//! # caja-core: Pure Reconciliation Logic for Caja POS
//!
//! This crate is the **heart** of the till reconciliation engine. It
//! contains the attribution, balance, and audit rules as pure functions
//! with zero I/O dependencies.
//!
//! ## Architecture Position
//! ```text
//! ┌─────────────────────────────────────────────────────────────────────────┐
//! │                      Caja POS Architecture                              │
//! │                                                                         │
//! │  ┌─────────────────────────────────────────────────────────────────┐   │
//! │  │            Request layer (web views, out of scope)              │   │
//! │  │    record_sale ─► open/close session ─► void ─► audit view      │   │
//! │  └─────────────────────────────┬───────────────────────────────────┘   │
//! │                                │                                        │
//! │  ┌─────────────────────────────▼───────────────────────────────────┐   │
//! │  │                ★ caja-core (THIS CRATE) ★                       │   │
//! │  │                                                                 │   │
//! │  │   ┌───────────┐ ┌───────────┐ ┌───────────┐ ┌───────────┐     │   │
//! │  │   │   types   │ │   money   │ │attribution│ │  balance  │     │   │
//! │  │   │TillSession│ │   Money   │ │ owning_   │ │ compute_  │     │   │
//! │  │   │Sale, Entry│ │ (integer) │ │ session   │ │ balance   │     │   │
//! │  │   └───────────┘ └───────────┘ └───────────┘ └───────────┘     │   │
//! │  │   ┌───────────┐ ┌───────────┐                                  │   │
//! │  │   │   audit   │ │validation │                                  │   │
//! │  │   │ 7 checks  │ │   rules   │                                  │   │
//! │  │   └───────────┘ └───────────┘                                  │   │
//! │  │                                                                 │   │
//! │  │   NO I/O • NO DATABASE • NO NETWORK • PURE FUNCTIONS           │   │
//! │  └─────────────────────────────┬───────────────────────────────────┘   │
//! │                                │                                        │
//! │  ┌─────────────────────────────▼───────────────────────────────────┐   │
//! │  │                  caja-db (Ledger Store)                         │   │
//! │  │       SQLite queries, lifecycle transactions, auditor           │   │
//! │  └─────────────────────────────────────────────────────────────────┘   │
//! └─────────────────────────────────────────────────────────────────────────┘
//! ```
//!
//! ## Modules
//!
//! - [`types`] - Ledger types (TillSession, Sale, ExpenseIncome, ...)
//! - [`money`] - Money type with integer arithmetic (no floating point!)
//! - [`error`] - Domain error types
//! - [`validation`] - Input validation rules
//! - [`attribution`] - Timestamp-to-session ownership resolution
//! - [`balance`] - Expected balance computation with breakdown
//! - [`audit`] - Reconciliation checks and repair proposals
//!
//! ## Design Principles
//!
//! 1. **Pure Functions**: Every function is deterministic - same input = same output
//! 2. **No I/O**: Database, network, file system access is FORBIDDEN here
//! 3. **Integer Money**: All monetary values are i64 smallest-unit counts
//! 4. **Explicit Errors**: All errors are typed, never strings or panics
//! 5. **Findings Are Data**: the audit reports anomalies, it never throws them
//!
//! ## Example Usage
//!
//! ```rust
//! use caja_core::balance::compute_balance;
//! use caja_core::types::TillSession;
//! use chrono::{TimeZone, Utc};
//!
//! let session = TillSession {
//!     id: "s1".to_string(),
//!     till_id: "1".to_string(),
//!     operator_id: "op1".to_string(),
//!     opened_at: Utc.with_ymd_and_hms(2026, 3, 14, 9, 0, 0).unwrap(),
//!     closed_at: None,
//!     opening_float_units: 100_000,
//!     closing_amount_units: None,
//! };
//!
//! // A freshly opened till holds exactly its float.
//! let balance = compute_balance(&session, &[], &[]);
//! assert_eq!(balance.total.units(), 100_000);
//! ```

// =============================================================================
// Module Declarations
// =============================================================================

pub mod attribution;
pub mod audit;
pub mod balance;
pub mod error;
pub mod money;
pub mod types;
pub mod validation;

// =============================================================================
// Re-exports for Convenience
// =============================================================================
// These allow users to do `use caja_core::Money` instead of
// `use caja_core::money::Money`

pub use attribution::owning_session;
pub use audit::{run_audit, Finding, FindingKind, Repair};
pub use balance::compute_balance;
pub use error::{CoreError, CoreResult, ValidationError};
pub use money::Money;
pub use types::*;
-.-.-
Show every line of the listing that includes the word "TillSession".

//! │  │   │TillSession│ │   Money   │ │ owning_   │ │ compute_  │     │   │
//! - [`types`] - Ledger types (TillSession, Sale, ExpenseIncome, ...)
//! use caja_core::types::TillSession;
//! let session = TillSession {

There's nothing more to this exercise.